Sunday, January 27, 2013

...But Mike, Can I Trust the Query Optimizer?

This is usually the 2nd question I hear most often, right after:

"...but Mike, will SQL perform as well as my RPG/COBOL program"?

Before I provide an answer (and it's not exactly what you think), let's explore a few things.

According to merriam-webster.com

TRUST is defined as:

- assured reliance on the character, ability, strength, or truth of someone or something

- one in which confidence is placed

And CONFIDENCE is defined as:

- a feeling or consciousness of one's powers or of reliance on one's circumstances

- faith or belief that one will act in a right, proper, or effective way

So, if you don't trust the query optimizer, what you are saying is that you don't have confidence in it's ability. If you don't have confidence in the query optimizer, you are really stating that it will not act in the right, proper or effective way. And to make matters worse, you find yourself stuck between a rock and a hard place. Because how can you make use of the latest and greatest DB2 features available only via SQL, if you don't have faith in the SQL query optimizer?

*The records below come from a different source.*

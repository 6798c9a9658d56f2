//! 组件（分组）模型。
//!
//! 组件可以直接拥有图元，也可以嵌套子组件；包围盒与质心始终是递归拥有的
//! 全部图元的紧致并集，在成员变化时重新计算。`parent_group_id` 非空的组件
//! 是匹配结果，不能再作为种子。

use std::collections::{BTreeMap, BTreeSet, HashMap, HashSet, VecDeque};
use std::fmt;

use serde::{Deserialize, Serialize};
use tracing::debug;
use zmeas_core::entity::{EntityId, EntityStore};
use zmeas_core::geometry::{Bounds2D, Point2, normalize_degrees, normalize_radians};

use crate::errors::EngineError;
use crate::matcher::MatchResult;

#[derive(Debug, Clone, Copy, PartialEq, Eq, Hash, PartialOrd, Ord, Serialize, Deserialize)]
pub struct ComponentId(u64);

impl ComponentId {
    #[inline]
    pub fn new(raw: u64) -> Self {
        Self(raw)
    }

    #[inline]
    pub fn get(self) -> u64 {
        self.0
    }
}

impl fmt::Display for ComponentId {
    fn fmt(&self, f: &mut fmt::Formatter<'_>) -> fmt::Result {
        write!(f, "{}", self.0)
    }
}

/// 界面显示开关。
#[derive(Debug, Clone, Copy, PartialEq, Eq, Serialize, Deserialize)]
pub struct DisplayFlags {
    pub visible: bool,
    pub show_label: bool,
}

impl Default for DisplayFlags {
    fn default() -> Self {
        Self {
            visible: true,
            show_label: true,
        }
    }
}

#[derive(Debug, Clone, PartialEq, Serialize, Deserialize)]
pub struct Component {
    id: ComponentId,
    name: String,
    display: DisplayFlags,
    entity_ids: BTreeSet<EntityId>,
    child_group_ids: Vec<ComponentId>,
    centroid: Point2,
    bounds: Bounds2D,
    parent_group_id: Option<ComponentId>,
    rotation: f64,
    rotation_deg: f64,
}

impl Component {
    fn new(id: ComponentId, name: String) -> Self {
        Self {
            id,
            name,
            display: DisplayFlags::default(),
            entity_ids: BTreeSet::new(),
            child_group_ids: Vec::new(),
            centroid: Point2::origin(),
            bounds: Bounds2D::empty(),
            parent_group_id: None,
            rotation: 0.0,
            rotation_deg: 0.0,
        }
    }

    #[inline]
    pub fn id(&self) -> ComponentId {
        self.id
    }

    #[inline]
    pub fn name(&self) -> &str {
        &self.name
    }

    #[inline]
    pub fn display(&self) -> DisplayFlags {
        self.display
    }

    /// 直接成员。
    #[inline]
    pub fn entity_ids(&self) -> &BTreeSet<EntityId> {
        &self.entity_ids
    }

    #[inline]
    pub fn child_group_ids(&self) -> &[ComponentId] {
        &self.child_group_ids
    }

    /// 紧致包围盒中心；没有任何图元时为原点。
    #[inline]
    pub fn centroid(&self) -> Point2 {
        self.centroid
    }

    #[inline]
    pub fn bounds(&self) -> Bounds2D {
        self.bounds
    }

    #[inline]
    pub fn parent_group_id(&self) -> Option<ComponentId> {
        self.parent_group_id
    }

    #[inline]
    pub fn is_match(&self) -> bool {
        self.parent_group_id.is_some()
    }

    /// 相对种子的旋转角，范围 `[0, 2π)`。
    #[inline]
    pub fn rotation(&self) -> f64 {
        self.rotation
    }

    /// 相对种子的旋转角，范围 `[0, 360)`。
    #[inline]
    pub fn rotation_deg(&self) -> f64 {
        self.rotation_deg
    }
}

#[derive(Debug, Default, Clone)]
pub struct ComponentModel {
    components: BTreeMap<ComponentId, Component>,
    owners: HashMap<EntityId, Vec<ComponentId>>,
    next_component_id: u64,
}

Hold on a minute...  how do YOU know what the right, proper or effective way really is?

Are you as omnipresent as the query optimizer?

By the way, Merriam Webster tells us OMNIPRESENT means: present in all places at all times.


Query Optimization Defined


The query optimizer's job is to produce a plan. Producing a plan is the result of many factors. Factors that will limit or expand what is possible with regards to the strategies and methods of execution to produce the correct result in a timely manner.

Knowing and understanding these factors are key to trusting the query optimizer. Experience with how these factors affect the final plan also goes a long way in building confidence that the query optimizer has provided the best plan for your query, your data and your environment.

What is the "best" plan anyway?

Most folks don't appreciate that the query optimizer has two equally important jobs.

Job 1: build a plan that produces the CORRECT output

Job 2: build a plan that is ESTIMATED to be the fastest possible given all the factors present and accounted for

We all forget (and thus have full trust and confidence in) the optimizer's first job. We all assume the plan for our query will produce the correct output. Don't believe me? When was the last time you actually validated your query's output was correct?  HA!  You DO trust the optimizer don't you.

What most users focus on is Job 2.  In other words, we all keep our eyes on the query run time. This is where we begin to loose faith. This is where we loose confidence with the programmer in the box.


Ah, The Programmer in the Box


Or is it The Ghost in the Machine

If we think of the query plan as a program - a program executed by the database engine and managed by the operating system, then there must be a programmer behind the scenes to design and code that program. In essence, this is exactly what the query optimizer is. So, getting back to the original question on top, you are really asking: "can I trust the programmer in the box". Let's open the box and peer inside the machine...

The programmer is highly trained, highly experienced, up-to-date on all things computer science past and present. The programmer never sleeps, is always ready.  The programmer is fast - capable of designing, writing and compiling programs in milliseconds.  The programmer is vigilant - watching, learning, adapting to the changing environment.


The Process


What does the programmer have to work with? What are the requirements and the inputs?

As with any programming endeavor, query optimization starts with a request, and continues with identifying the attributes of the underlying data and data structures, as well as the computing and I/O resources available.

Most users realize that the SQL statement is the request. This request, can include items such as:
  • Column list projected or returned
  • Source or target of query
  • Constraining or identify criteria
  • Grouping or aggregation criteria
  • Constraining criteria on groups or aggregates
  • Ordering criteria for final result set
  • Constraining number of  results
 Syntactically, these are known to SQL coders respectively as:

SELECT
FROM
WHERE
GROUP BY
HAVING
ORDER BY
FETCH FIRST

Most SQL users DO NOT fully understand or appreciate the data profile, the data structures, and the system's computing and I/O capabilities (speeds and feeds if you will). Yet, the programmer in the box certainly does.

Imagine a programmer that not only has all the information, but also has access to all the structures above and below the machine interface. Imagine having access to the latest computational techniques materialized in the IBM i microcode. This would be a true advantage, and hopefully would in turn inspire confidence and trust in the user.


The Key Factors


From my perspective, the 3.5 most important factors that positively or negatively affect the programmer in the box are:

   1. Indexing strategy

   2. Fair share of memory

   3. Optimization goal

   3.5. Reusable open data path (ODP)

Without an adequate indexing strategy, the query optimizer is limited in the techniques available.  Not unlike the RPG or COBOL programmer who wants desperately to access one row by key (think CHAIN or random read), but no one provided the correct keyed logical file that enables the technique.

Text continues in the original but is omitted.